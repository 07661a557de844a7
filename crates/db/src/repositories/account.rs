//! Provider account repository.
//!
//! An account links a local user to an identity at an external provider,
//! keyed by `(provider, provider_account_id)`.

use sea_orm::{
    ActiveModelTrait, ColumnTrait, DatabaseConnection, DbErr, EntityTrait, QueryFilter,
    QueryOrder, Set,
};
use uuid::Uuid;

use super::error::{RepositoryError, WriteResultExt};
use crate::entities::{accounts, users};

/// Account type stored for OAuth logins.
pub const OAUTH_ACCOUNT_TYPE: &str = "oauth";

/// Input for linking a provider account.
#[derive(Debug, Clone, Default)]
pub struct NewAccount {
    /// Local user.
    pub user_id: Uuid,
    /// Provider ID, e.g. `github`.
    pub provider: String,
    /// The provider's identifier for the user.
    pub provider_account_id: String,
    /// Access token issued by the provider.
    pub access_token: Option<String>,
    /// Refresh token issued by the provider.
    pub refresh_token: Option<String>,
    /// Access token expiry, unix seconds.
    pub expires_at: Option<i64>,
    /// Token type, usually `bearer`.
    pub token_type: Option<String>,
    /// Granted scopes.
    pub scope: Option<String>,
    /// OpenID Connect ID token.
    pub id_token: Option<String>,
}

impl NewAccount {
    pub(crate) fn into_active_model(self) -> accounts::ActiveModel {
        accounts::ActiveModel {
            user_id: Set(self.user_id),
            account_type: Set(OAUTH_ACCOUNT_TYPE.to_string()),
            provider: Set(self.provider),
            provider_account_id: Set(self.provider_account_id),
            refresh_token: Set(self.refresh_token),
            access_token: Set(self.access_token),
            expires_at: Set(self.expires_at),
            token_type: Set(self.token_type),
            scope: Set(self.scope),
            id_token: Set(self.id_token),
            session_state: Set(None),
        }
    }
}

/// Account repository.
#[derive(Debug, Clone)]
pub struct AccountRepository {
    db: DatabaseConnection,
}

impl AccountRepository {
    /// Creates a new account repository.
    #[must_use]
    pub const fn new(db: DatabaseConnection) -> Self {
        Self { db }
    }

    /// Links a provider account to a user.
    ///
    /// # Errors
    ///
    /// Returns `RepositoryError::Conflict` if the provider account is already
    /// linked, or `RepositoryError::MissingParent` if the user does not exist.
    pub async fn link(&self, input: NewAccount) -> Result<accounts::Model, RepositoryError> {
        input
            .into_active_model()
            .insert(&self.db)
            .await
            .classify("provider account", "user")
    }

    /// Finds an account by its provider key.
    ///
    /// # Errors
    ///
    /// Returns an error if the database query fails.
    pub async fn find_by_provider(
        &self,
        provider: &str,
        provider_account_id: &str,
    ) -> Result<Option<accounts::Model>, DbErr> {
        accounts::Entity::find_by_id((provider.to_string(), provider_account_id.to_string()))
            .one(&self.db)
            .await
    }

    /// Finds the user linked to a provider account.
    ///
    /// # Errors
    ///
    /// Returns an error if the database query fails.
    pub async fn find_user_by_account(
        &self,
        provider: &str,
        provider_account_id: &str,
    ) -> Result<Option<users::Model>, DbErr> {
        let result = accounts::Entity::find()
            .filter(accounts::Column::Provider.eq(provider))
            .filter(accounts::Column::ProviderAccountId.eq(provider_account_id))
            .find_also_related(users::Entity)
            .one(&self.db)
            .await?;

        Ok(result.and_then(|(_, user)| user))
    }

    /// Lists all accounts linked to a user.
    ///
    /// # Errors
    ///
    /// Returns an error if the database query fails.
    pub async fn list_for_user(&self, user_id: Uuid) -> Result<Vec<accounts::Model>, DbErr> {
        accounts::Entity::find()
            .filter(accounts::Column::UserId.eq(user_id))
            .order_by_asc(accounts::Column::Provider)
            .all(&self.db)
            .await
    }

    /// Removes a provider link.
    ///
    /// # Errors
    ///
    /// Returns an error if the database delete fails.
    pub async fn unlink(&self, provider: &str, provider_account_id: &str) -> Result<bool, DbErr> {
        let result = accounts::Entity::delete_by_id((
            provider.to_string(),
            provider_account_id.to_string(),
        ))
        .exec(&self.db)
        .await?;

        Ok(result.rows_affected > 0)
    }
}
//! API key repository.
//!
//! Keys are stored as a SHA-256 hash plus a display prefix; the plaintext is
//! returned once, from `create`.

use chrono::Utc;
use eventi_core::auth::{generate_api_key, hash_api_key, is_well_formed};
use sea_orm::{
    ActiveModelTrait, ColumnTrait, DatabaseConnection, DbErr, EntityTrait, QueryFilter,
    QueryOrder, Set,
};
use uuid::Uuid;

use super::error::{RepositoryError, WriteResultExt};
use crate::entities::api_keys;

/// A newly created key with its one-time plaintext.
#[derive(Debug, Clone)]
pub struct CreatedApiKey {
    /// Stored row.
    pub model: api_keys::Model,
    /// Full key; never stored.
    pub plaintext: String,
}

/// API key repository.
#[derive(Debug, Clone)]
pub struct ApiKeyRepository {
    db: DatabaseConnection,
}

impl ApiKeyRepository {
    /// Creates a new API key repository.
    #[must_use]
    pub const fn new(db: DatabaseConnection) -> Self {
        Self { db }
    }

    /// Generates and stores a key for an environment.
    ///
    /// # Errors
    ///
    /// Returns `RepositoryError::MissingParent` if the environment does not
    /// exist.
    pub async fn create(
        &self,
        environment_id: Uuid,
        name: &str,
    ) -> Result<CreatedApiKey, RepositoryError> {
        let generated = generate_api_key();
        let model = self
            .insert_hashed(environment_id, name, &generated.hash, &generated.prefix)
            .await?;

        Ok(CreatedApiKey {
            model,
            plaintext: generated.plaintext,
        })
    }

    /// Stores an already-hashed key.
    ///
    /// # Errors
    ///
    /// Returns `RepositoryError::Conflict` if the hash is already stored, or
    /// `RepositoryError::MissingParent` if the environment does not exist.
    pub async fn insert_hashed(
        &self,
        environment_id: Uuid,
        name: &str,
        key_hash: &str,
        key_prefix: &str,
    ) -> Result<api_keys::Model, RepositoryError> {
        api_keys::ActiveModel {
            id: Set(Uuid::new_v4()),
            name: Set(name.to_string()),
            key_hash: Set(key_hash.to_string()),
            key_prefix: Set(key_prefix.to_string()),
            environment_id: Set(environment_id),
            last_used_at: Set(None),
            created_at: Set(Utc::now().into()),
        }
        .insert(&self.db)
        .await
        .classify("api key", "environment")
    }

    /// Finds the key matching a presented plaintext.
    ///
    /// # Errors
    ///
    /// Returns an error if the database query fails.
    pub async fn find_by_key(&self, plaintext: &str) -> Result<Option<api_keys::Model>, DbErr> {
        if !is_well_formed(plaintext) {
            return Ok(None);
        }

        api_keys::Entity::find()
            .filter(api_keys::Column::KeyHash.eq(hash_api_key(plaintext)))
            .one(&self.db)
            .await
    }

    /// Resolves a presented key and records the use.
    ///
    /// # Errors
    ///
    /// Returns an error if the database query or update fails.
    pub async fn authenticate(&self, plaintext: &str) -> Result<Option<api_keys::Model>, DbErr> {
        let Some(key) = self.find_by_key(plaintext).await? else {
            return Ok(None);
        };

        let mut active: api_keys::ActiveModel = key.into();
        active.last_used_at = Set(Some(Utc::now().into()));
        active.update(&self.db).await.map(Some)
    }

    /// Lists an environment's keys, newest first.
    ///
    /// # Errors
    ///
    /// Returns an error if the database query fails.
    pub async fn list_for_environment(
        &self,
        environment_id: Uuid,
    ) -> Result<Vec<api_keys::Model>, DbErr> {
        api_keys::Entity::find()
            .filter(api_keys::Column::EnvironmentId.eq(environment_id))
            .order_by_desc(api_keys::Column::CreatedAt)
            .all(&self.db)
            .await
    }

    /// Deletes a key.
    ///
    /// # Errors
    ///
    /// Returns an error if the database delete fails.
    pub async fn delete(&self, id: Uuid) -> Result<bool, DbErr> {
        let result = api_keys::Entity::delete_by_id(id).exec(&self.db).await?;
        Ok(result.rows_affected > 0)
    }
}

:::::

*Work instruction:*
Once you reach the line that holds "Deletes a key.", print it and every line after it through the end of the records, word for word.

*The answer:*
    /// Deletes a key.
    ///
    /// # Errors
    ///
    /// Returns an error if the database delete fails.
    pub async fn delete(&self, id: Uuid) -> Result<bool, DbErr> {
        let result = api_keys::Entity::delete_by_id(id).exec(&self.db).await?;
        Ok(result.rows_affected > 0)
    }
}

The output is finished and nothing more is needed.